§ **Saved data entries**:
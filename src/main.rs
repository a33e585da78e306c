use pyme_scoring::backend::ScoringBackend;
use pyme_scoring::config::Config;
use pyme_scoring::handlers::{self, AppState};
use std::sync::Arc;
use tower_http::{cors::CorsLayer, limit::RequestBodyLimitLayer, trace::TraceLayer};
use tracing_subscriber::{layer::SubscriberExt, util::SubscriberInitExt};

/// Main entry point for the application.
///
/// Initializes tracing, loads configuration, picks the scoring backend
/// (remote analyzer or offline model), builds the session state and serves
/// the page routes.
#[tokio::main]
async fn main() -> anyhow::Result<()> {
    // Initialize tracing
    tracing_subscriber::registry()
        .with(
            tracing_subscriber::EnvFilter::try_from_default_env()
                .unwrap_or_else(|_| "pyme_scoring=debug,tower_http=debug".into()),
        )
        .with(tracing_subscriber::fmt::layer())
        .init();

    let config = Config::from_env()?;
    tracing::info!("Configuration loaded successfully");

    let backend = ScoringBackend::from_config(&config)?;

    let app_state = Arc::new(AppState::new(config.clone(), backend));
    tracing::info!(
        "Session cache initialized (capacity {})",
        config.session_cache_capacity
    );

    let app = handlers::router(app_state)
        // Uploads carry financial statements; cap the body instead of axum's 2MB default
        .layer(RequestBodyLimitLayer::new(config.upload_limit_bytes))
        .layer(TraceLayer::new_for_http())
        .layer(CorsLayer::permissive());

    let addr = format!("0.0.0.0:{}", config.port);
    let listener = tokio::net::TcpListener::bind(&addr).await?;
    tracing::info!("Server listening on {}", addr);

    axum::serve(listener, app).await?;

    Ok(())
}
use crate::errors::AppError;
use crate::normalizer;
use crate::models::{
    RawDecisionEnvelope, SimulationParameters, SimulationResponse, UploadFile, UploadForm,
};
use reqwest::multipart::{Form, Part};
use std::time::Duration;

/// Client for the external risk analyzer.
///
/// Each call is a single attempt bounded by the configured timeout; retries
/// are left to the caller. The client holds no state besides the connection
/// pool.
#[derive(Clone)]
pub struct RemoteScoringClient {
    client: reqwest::Client,
    base_url: String,
}

impl RemoteScoringClient {
    /// Creates a new `RemoteScoringClient`.
    ///
    /// # Arguments
    ///
    /// * `base_url` - Base URL of the analyzer, without trailing slash.
    /// * `timeout` - Per-request timeout (300 seconds in production).
    pub fn new(base_url: String, timeout: Duration) -> Result<Self, AppError> {
        let client = reqwest::Client::builder()
            .timeout(timeout)
            .build()
            .map_err(|e| {
                AppError::InternalError(format!("Failed to create scoring client: {}", e))
            })?;

        Ok(Self {
            client,
            base_url: base_url.trim_end_matches('/').to_string(),
        })
    }

    pub fn base_url(&self) -> &str {
        &self.base_url
    }

    /// Submits company data and documents for evaluation.
    ///
    /// # Returns
    ///
    /// * `Result<RawDecisionEnvelope, AppError>` - The analyzer's decision, not yet normalized.
    pub async fn submit_upload(&self, form: &UploadForm) -> Result<RawDecisionEnvelope, AppError> {
        let url = format!("{}/risk/evaluate", self.base_url);
        tracing::info!(
            "Submitting evaluation for '{}' ({} financial files, {} reference files): {}",
            form.company_name,
            form.financial_files.len(),
            form.reference_files.len(),
            url
        );

        let multipart = build_upload_form(form)?;
        let response = self
            .client
            .post(&url)
            .multipart(multipart)
            .send()
            .await
            .map_err(|e| transport_error("Evaluation request failed", e))?;

        let body = read_success_body(response, "evaluation").await?;
        // Reached the analyzer: an undecodable body is a payload problem, not a transport one
        let envelope = normalizer::parse_decision(&body)?;

        tracing::info!("✓ Evaluation received for '{}'", form.company_name);
        Ok(envelope)
    }

    /// Requests a what-if projection for the given parameters.
    pub async fn submit_simulation(
        &self,
        params: &SimulationParameters,
    ) -> Result<SimulationResponse, AppError> {
        let url = format!("{}/risk/simulate", self.base_url);
        tracing::info!("Requesting simulation {:?}: {}", params, url);

        let fields = [
            ("ingresos", params.income_units().to_string()),
            ("reputacion", params.reputation.to_string()),
            ("pago_a_tiempo", params.on_time_payment.to_string()),
        ];

        let response = self
            .client
            .post(&url)
            .form(&fields)
            .send()
            .await
            .map_err(|e| transport_error("Simulation request failed", e))?;

        let body = read_success_body(response, "simulation").await?;
        let result: SimulationResponse = serde_json::from_str(&body).map_err(|e| {
            AppError::MalformedPayload(format!("Failed to parse simulation response: {}", e))
        })?;

        tracing::info!("✓ Simulation answered with risk {:?}", result.nivel_riesgo);
        Ok(result)
    }
}

fn transport_error(what: &str, e: reqwest::Error) -> AppError {
    if e.is_timeout() {
        AppError::RemoteScoring(format!("{}: timed out ({})", what, e))
    } else {
        AppError::RemoteScoring(format!("{}: {}", what, e))
    }
}

async fn read_success_body(response: reqwest::Response, what: &str) -> Result<String, AppError> {
    let status = response.status();
    if !status.is_success() {
        let error_text = response
            .text()
            .await
            .unwrap_or_else(|_| "Unknown error".to_string());
        tracing::error!("Analyzer {} returned {}: {}", what, status, error_text);
        return Err(AppError::RemoteScoring(format!(
            "Analyzer {} returned {}: {}",
            what, status, error_text
        )));
    }

    response
        .text()
        .await
        .map_err(|e| transport_error("Failed to read analyzer response", e))
}

fn build_upload_form(form: &UploadForm) -> Result<Form, AppError> {
    let links = form.social_links();

    let mut multipart = Form::new()
        .text("razon_social", form.company_name.clone())
        .text("nombre_comercial", form.trade_name_or_company().to_string())
        .text("pais", form.country.clone().unwrap_or_default())
        .text("ciudad", form.city.clone().unwrap_or_default())
        .text("direccion", form.address.clone().unwrap_or_default());

    for (field, value) in [
        ("instagram_url", links.instagram),
        ("facebook_url", links.facebook),
        ("tiktok_url", links.tiktok),
    ] {
        if let Some(url) = value {
            multipart = multipart.text(field, url);
        }
    }

    if let Some(references) = form.references.as_ref().filter(|r| !r.trim().is_empty()) {
        multipart = multipart.text("referencias_texto", references.clone());
    }

    for file in &form.financial_files {
        multipart = multipart.part("financieros_files", file_part(file)?);
    }
    for file in &form.reference_files {
        multipart = multipart.part("referencias_files", file_part(file)?);
    }

    Ok(multipart)
}

fn file_part(file: &UploadFile) -> Result<Part, AppError> {
    let part = Part::bytes(file.bytes.clone()).file_name(file.file_name.clone());
    match file.content_type.as_deref() {
        Some(mime) => part.mime_str(mime).map_err(|e| {
            AppError::BadRequest(format!(
                "Invalid content type '{}' for {}: {}",
                mime, file.file_name, e
            ))
        }),
        None => Ok(part),
    }
}

#[cfg(test)]
mod tests {
    use super::*;

    #[tokio::test]
    async fn test_client_creation() {
        let client = RemoteScoringClient::new(
            "https://analyzer.example.com/".to_string(),
            Duration::from_secs(300),
        )
        .unwrap();
        assert_eq!(client.base_url(), "https://analyzer.example.com");
    }

    #[test]
    fn test_invalid_mime_is_bad_request() {
        let file = UploadFile {
            file_name: "estado.pdf".to_string(),
            content_type: Some("not a mime".to_string()),
            bytes: vec![0],
        };
        assert!(matches!(file_part(&file), Err(AppError::BadRequest(_))));
    }
}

§ **Required work**: Return exactly the lines above from the line that has "the page routes." through the line that has "let listener = tokio::net::TcpListener::bind(&addr).await?;", inclusive, and nothing else.

§ **Task result**:
/// the page routes.
#[tokio::main]
async fn main() -> anyhow::Result<()> {
    // Initialize tracing
    tracing_subscriber::registry()
        .with(
            tracing_subscriber::EnvFilter::try_from_default_env()
                .unwrap_or_else(|_| "pyme_scoring=debug,tower_http=debug".into()),
        )
        .with(tracing_subscriber::fmt::layer())
        .init();

    let config = Config::from_env()?;
    tracing::info!("Configuration loaded successfully");

    let backend = ScoringBackend::from_config(&config)?;

    let app_state = Arc::new(AppState::new(config.clone(), backend));
    tracing::info!(
        "Session cache initialized (capacity {})",
        config.session_cache_capacity
    );

    let app = handlers::router(app_state)
        // Uploads carry financial statements; cap the body instead of axum's 2MB default
        .layer(RequestBodyLimitLayer::new(config.upload_limit_bytes))
        .layer(TraceLayer::new_for_http())
        .layer(CorsLayer::permissive());

    let addr = format!("0.0.0.0:{}", config.port);
    let listener = tokio::net::TcpListener::bind(&addr).await?;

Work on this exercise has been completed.